**Requirement**
Below are some records. Return exactly the lines from the one with "a defined state." to the one with "event with no", and nothing else.

(Collected data)
· · ·

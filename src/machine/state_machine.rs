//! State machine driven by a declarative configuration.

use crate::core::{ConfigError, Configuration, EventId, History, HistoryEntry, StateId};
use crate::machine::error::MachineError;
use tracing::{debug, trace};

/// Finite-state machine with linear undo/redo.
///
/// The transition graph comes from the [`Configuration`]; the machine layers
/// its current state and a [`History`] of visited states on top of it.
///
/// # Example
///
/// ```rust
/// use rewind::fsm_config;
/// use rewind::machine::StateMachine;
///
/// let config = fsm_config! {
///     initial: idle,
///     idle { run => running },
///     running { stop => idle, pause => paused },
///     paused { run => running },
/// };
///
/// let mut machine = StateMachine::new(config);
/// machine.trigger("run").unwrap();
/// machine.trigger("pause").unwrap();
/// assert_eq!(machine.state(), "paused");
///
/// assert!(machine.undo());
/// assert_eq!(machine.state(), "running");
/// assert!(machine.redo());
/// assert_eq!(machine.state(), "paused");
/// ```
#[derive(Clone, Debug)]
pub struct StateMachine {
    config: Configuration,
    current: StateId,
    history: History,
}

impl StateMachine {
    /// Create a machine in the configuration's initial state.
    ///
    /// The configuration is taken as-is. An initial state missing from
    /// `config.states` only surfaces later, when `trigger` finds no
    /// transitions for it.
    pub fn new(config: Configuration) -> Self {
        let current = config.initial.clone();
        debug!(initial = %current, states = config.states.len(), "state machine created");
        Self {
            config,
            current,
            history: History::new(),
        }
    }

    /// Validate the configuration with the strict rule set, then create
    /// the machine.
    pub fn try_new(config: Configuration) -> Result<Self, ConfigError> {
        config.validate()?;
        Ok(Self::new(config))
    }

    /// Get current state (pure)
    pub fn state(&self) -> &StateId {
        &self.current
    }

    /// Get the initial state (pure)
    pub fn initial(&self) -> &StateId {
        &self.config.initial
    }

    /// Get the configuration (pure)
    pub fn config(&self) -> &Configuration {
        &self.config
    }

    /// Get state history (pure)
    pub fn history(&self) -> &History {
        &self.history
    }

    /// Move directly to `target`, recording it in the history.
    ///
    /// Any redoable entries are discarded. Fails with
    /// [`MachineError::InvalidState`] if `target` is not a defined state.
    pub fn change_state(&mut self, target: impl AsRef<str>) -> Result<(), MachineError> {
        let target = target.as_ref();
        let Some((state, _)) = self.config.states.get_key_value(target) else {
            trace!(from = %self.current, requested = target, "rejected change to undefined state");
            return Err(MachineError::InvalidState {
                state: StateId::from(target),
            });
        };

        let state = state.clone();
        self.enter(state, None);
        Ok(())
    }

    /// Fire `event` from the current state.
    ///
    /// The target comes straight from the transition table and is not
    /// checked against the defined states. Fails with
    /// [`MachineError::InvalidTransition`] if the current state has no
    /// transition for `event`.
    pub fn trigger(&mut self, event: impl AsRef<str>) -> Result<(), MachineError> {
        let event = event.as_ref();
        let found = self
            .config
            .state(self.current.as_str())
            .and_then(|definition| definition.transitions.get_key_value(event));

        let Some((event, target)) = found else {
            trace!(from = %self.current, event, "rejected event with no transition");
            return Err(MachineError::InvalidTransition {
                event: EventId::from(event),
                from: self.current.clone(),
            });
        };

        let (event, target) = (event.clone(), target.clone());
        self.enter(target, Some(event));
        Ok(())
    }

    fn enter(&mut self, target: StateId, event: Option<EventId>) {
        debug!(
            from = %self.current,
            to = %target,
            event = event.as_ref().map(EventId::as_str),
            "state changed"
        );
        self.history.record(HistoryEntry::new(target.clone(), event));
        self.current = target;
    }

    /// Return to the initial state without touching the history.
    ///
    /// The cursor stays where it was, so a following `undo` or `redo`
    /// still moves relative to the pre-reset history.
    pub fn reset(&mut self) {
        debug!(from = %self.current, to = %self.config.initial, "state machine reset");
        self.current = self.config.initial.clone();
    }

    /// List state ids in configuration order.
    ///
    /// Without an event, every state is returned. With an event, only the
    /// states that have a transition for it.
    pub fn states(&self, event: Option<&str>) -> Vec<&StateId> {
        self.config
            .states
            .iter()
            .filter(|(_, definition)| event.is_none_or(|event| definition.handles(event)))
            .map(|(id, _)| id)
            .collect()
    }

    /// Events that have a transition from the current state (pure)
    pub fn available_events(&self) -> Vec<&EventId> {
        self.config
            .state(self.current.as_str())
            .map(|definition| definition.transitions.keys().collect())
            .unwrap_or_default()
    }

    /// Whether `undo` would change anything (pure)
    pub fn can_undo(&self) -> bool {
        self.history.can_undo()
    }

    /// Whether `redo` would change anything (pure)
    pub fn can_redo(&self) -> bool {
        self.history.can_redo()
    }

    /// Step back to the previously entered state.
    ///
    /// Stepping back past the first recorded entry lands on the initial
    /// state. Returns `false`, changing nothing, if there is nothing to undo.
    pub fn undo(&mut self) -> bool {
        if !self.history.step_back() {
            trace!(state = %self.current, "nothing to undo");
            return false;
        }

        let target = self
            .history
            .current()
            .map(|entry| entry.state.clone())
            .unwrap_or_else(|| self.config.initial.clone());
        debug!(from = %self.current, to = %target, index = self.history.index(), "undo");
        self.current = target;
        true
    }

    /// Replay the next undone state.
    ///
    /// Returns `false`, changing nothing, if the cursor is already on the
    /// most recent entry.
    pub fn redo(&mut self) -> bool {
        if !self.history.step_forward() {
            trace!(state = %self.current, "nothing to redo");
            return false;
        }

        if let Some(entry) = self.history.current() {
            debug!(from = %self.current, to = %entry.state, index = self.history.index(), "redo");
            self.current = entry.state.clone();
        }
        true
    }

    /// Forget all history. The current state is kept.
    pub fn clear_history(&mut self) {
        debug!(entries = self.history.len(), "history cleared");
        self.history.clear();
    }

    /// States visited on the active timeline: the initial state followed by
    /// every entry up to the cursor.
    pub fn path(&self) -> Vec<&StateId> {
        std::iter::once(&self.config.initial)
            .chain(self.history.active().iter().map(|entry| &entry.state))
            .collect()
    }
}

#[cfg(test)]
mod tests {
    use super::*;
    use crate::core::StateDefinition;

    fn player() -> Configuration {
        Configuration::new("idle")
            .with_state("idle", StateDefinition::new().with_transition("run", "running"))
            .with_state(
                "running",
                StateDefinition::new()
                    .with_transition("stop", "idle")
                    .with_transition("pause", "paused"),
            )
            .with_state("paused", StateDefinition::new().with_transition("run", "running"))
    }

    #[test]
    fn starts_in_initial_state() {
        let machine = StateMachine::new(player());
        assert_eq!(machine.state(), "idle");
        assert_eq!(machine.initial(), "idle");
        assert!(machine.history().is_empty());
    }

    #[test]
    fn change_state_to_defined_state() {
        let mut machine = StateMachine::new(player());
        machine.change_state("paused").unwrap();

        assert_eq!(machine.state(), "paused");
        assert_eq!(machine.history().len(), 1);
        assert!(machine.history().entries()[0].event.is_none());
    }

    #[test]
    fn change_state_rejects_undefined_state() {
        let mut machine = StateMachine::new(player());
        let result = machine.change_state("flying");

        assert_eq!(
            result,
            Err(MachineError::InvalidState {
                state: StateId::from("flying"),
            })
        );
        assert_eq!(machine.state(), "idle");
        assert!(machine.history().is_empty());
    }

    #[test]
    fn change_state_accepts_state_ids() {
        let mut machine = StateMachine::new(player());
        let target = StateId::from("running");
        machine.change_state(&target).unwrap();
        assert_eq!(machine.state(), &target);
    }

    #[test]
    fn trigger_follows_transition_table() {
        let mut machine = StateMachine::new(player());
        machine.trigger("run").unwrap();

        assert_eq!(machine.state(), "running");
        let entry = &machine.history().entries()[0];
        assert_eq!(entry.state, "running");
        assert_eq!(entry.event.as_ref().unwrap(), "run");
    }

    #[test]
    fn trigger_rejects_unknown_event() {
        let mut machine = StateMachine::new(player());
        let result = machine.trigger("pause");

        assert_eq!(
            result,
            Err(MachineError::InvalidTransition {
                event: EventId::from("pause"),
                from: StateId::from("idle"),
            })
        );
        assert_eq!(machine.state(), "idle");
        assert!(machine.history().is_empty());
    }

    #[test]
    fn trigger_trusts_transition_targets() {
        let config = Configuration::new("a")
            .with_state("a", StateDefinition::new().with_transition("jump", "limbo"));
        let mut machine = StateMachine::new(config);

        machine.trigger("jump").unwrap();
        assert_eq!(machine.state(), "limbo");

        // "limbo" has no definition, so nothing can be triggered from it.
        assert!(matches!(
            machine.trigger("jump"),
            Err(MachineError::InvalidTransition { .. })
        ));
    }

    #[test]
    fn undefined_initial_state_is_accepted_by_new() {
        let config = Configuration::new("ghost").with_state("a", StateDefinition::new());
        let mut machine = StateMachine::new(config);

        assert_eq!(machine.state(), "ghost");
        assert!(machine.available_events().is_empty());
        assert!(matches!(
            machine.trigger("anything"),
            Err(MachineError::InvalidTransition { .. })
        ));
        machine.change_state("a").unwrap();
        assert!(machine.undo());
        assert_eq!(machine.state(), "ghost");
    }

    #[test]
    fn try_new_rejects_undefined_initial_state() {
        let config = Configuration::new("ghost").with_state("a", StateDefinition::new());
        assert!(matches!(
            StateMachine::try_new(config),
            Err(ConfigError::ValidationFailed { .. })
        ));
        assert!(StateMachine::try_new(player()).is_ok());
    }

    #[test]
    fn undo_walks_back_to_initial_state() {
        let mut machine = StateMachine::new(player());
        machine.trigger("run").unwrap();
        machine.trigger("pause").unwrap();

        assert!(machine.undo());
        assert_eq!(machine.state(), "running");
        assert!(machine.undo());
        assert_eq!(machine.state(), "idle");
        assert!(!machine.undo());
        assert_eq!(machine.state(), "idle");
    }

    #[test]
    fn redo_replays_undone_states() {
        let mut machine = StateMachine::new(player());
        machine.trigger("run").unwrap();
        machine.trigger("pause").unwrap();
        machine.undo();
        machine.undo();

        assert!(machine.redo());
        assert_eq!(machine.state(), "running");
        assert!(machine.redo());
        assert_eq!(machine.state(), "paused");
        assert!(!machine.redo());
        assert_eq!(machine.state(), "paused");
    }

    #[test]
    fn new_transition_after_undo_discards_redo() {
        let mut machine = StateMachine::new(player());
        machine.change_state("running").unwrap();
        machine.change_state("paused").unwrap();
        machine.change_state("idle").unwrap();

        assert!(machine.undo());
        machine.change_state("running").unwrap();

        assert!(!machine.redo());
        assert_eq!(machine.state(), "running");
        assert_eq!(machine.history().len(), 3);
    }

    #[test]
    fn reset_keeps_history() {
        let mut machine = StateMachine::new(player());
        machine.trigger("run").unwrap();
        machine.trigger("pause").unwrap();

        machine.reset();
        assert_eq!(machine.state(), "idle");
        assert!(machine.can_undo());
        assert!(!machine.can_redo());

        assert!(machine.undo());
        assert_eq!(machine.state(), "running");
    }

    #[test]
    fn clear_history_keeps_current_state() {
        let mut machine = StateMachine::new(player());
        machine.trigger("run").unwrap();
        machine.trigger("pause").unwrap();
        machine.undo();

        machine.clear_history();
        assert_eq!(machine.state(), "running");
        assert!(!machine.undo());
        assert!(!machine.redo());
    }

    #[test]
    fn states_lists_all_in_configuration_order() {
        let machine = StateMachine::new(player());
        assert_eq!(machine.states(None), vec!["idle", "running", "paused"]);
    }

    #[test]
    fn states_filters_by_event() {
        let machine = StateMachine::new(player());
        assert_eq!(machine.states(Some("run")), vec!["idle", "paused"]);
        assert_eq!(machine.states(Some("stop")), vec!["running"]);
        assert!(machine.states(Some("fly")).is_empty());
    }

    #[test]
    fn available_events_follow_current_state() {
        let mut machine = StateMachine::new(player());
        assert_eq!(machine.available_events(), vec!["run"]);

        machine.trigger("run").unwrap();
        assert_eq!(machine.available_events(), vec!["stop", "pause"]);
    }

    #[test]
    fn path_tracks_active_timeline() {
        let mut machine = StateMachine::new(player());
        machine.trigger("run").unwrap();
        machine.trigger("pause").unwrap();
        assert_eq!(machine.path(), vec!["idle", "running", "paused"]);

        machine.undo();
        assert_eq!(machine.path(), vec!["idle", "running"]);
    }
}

· · ·

**Answer below**
    /// [`MachineError::InvalidState`] if `target` is not a defined state.
    pub fn change_state(&mut self, target: impl AsRef<str>) -> Result<(), MachineError> {
        let target = target.as_ref();
        let Some((state, _)) = self.config.states.get_key_value(target) else {
            trace!(from = %self.current, requested = target, "rejected change to undefined state");
            return Err(MachineError::InvalidState {
                state: StateId::from(target),
            });
        };

        let state = state.clone();
        self.enter(state, None);
        Ok(())
    }

    /// Fire `event` from the current state.
    ///
    /// The target comes straight from the transition table and is not
    /// checked against the defined states. Fails with
    /// [`MachineError::InvalidTransition`] if the current state has no
    /// transition for `event`.
    pub fn trigger(&mut self, event: impl AsRef<str>) -> Result<(), MachineError> {
        let event = event.as_ref();
        let found = self
            .config
            .state(self.current.as_str())
            .and_then(|definition| definition.transitions.get_key_value(event));

        let Some((event, target)) = found else {
            trace!(from = %self.current, event, "rejected event with no transition");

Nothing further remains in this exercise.